Actually, jewelry is an acceptable alternative spelling of this word.

I could even buy those necklaces are Turkish, but they'd be some low-class tourist shit they've gotten for a few dollars on the street. And honestly, most tourist shit looks way better.

She still hasn't sold those crowns (no wonder why), not a single one - there was only one of each from the start. She saw that nobody buys her overpriced shit and her idea was to...add more overpriced shit to the shop?
Also, I don't think good Trump-voting Christian girls should be selling "healing" "energy" necklaces...
 
I'm kind of surprised that the first thing she hasn't done out the gate is start developing a Turkish Maradonia sequel.

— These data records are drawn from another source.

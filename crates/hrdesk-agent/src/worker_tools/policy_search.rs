// ABOUTME: Implements policy_search_tool, the policy worker's retrieval tool.
// ABOUTME: Returns the top passages of the leave-policy index for a free-text query.

use std::sync::Arc;

use async_trait::async_trait;
use hrdesk_store::{DEFAULT_TOP_K, PolicyIndex};
use serde::Deserialize;
use serde_json::{Value, json};

use crate::tools::{Tool, ToolError, ToolOutput, parse_args};

#[derive(Debug, Deserialize)]
struct SearchArgs {
    query: String,
}

/// Searches the index constructed at startup. Read-only, so repeated
/// identical queries return identical passages.
#[derive(Clone)]
pub struct PolicySearchTool {
    pub(crate) index: Arc<PolicyIndex>,
    pub(crate) top_k: usize,
}

impl PolicySearchTool {
    pub fn new(index: Arc<PolicyIndex>) -> Self {
        Self {
            index,
            top_k: DEFAULT_TOP_K,
        }
    }

    pub fn with_top_k(mut self, top_k: usize) -> Self {
        self.top_k = top_k;
        self
    }
}

#[async_trait]
impl Tool for PolicySearchTool {
    fn name(&self) -> &str {
        "policy_search_tool"
    }

    fn description(&self) -> &str {
        "Search the company leave policy document to answer questions."
    }

    fn schema(&self) -> Value {
        json!({
            "type": "object",
            "properties": {
                "query": {
                    "type": "string",
                    "description": "What to look for in the leave policy."
                }
            },
            "required": ["query"]
        })
    }

    async fn execute(&self, params: Value) -> Result<ToolOutput, ToolError> {
        let args: SearchArgs = parse_args(self.name(), params)?;
        let passages = self.index.passages(&args.query, self.top_k);
        tracing::debug!(query = %args.query, chars = passages.len(), "policy search");
        Ok(ToolOutput::Text(passages))
    }
}

#[cfg(test)]
mod tests {
    use super::*;

    const POLICY: &str = "Sick leave: 12 days per year.\n\nCasual leave: 10 days per year.\n\n\
        Annual leave can be carried forward up to 15 days.";

    fn tool() -> PolicySearchTool {
        PolicySearchTool::new(Arc::new(PolicyIndex::from_text(POLICY, 40)))
    }

    #[tokio::test]
    async fn repeated_query_is_stable() {
        let tool = tool().with_top_k(2);
        let first = tool.execute(json!({"query": "carry forward"})).await.unwrap();
        let second = tool.execute(json!({"query": "carry forward"})).await.unwrap();
        assert_eq!(first, second);

        let ToolOutput::Text(text) = first else {
            panic!("expected text output");
        };
        assert!(text.starts_with("Annual leave can be carried forward"));
        assert_eq!(text.split("\n\n").count(), 2);
    }

    #[tokio::test]
    async fn empty_index_returns_empty_text() {
        let tool = PolicySearchTool::new(Arc::new(PolicyIndex::default()));
        let output = tool.execute(json!({"query": "sick"})).await.unwrap();
        assert_eq!(output, ToolOutput::Text(String::new()));
    }
}
// ABOUTME: Entry point for the hrdesk binary.
// ABOUTME: Parses CLI arguments, initializes tracing, builds the orchestration graph, and serves or answers once.

use std::net::SocketAddr;
use std::sync::Arc;

use anyhow::Context;
use clap::{Parser, Subcommand};
use hrdesk_agent::{DeskBuilder, Graph, LlmClient, RouterKind, create_llm_client};
use hrdesk_server::{AppState, HrdeskConfig, create_router};
use hrdesk_store::{EmployeeDirectory, LogTransport, PolicyIndex};
use tracing_subscriber::EnvFilter;

const DEFAULT_LOG_FILTER: &str = "hrdesk=debug,tower_http=debug";

#[derive(Debug, Parser)]
#[command(name = "hrdesk", version, about = "HR help desk backed by a supervisor and three LLM workers")]
struct Cli {
    /// LLM provider: groq, openai, or anthropic. Overrides HRDESK_PROVIDER.
    #[arg(long, global = true)]
    provider: Option<String>,

    /// Model name. Overrides HRDESK_MODEL.
    #[arg(long, global = true)]
    model: Option<String>,

    /// Routing strategy: llm or rules. Overrides HRDESK_ROUTER.
    #[arg(long, global = true)]
    router: Option<RouterKind>,

    #[command(subcommand)]
    command: Option<Command>,
}

#[derive(Debug, Subcommand)]
enum Command {
    /// Run the HTTP server (the default).
    Serve {
        /// Socket address to bind. Overrides HRDESK_BIND.
        #[arg(long)]
        bind: Option<SocketAddr>,
    },
    /// Answer a single message and exit.
    Ask {
        message: String,

        /// Print the full turn outcome as JSON.
        #[arg(long)]
        json: bool,
    },
}

#[tokio::main]
async fn main() -> anyhow::Result<()> {
    dotenvy::dotenv().ok();

    tracing_subscriber::fmt()
        .with_env_filter(
            EnvFilter::try_from_default_env().unwrap_or_else(|_| EnvFilter::new(DEFAULT_LOG_FILTER)),
        )
        .init();

    let cli = Cli::parse();

    let mut config = HrdeskConfig::from_env()?;
    if let Some(provider) = cli.provider {
        config.provider = provider.to_ascii_lowercase();
    }
    if let Some(model) = cli.model {
        config.model = Some(model);
    }
    if let Some(router) = cli.router {
        config.router = router;
    }

    let (client, model) = create_llm_client(&config.provider, config.model.as_deref())?;
    let graph = Arc::new(build_graph(&config, client)?);

    match cli.command.unwrap_or(Command::Serve { bind: None }) {
        Command::Serve { bind } => {
            let bind = bind.unwrap_or(config.bind);
            let state = Arc::new(AppState::new(
                graph,
                config.provider.clone(),
                model.clone(),
                config.router,
            ));
            let app = create_router(state);

            let listener = tokio::net::TcpListener::bind(bind)
                .await
                .with_context(|| format!("failed to bind {}", bind))?;
            tracing::info!(
                %bind,
                provider = %config.provider,
                %model,
                router = %config.router,
                "hrdesk listening"
            );
            axum::serve(listener, app).await?;
        }
        Command::Ask { message, json } => {
            let outcome = graph.invoke(message, None).await?;
            if json {
                let path: Vec<String> = outcome.path.iter().map(|n| n.to_string()).collect();
                let report = serde_json::json!({
                    "turn_id": outcome.state.turn_id().to_string(),
                    "response": outcome.answer,
                    "path": path,
                    "supervisor_evaluations": outcome.supervisor_evaluations,
                    "worker_executions": outcome.worker_executions,
                });
                println!("{}", serde_json::to_string_pretty(&report)?);
            } else {
                println!("{}", outcome.answer);
            }
        }
    }

    Ok(())
}

/// Load the data sources named by `config` and wire them into a graph.
///
/// A missing policy document is a startup failure.
fn build_graph(config: &HrdeskConfig, client: Arc<dyn LlmClient>) -> anyhow::Result<Graph> {
    let policy_index = PolicyIndex::from_path(&config.policy_path)
        .context("the leave policy document is required at startup")?;
    tracing::info!(
        path = %config.policy_path.display(),
        chunks = policy_index.len(),
        "policy index ready"
    );

    let directory = match &config.employees_path {
        Some(path) => EmployeeDirectory::from_path(path)?,
        None => EmployeeDirectory::seeded()?,
    };
    tracing::info!(employees = directory.len(), "employee directory ready");

    let graph = DeskBuilder::new(client, Arc::new(policy_index))
        .directory(Arc::new(directory))
        .transport(Arc::new(LogTransport))
        .contacts(config.contacts.clone())
        .router_kind(config.router)
        .step_limit(config.step_limit)
        .build()?;
    Ok(graph)
}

We all know this guy's going to be making some Maradonia shit soon.
 
"Jewelry" is how we spell it in the US. I don't think she means "Bohemian" like the area of the Czech Republic, but "bohemian" like artistic hippie types.
 
130 bucks for something that looks like it came from a middle school arts and crafts fair. And here I thought that the 60 dollar Elephant in the Room marriage counseling aid featured on Shark Tank was the most overinflated piece of crap ever.

Now I want Gloria to go on Shark Tank. Mark and/or Barbara and/or Kevin would tear her a new one when she brought up all her other failed ventures to explain why her sales total was zero.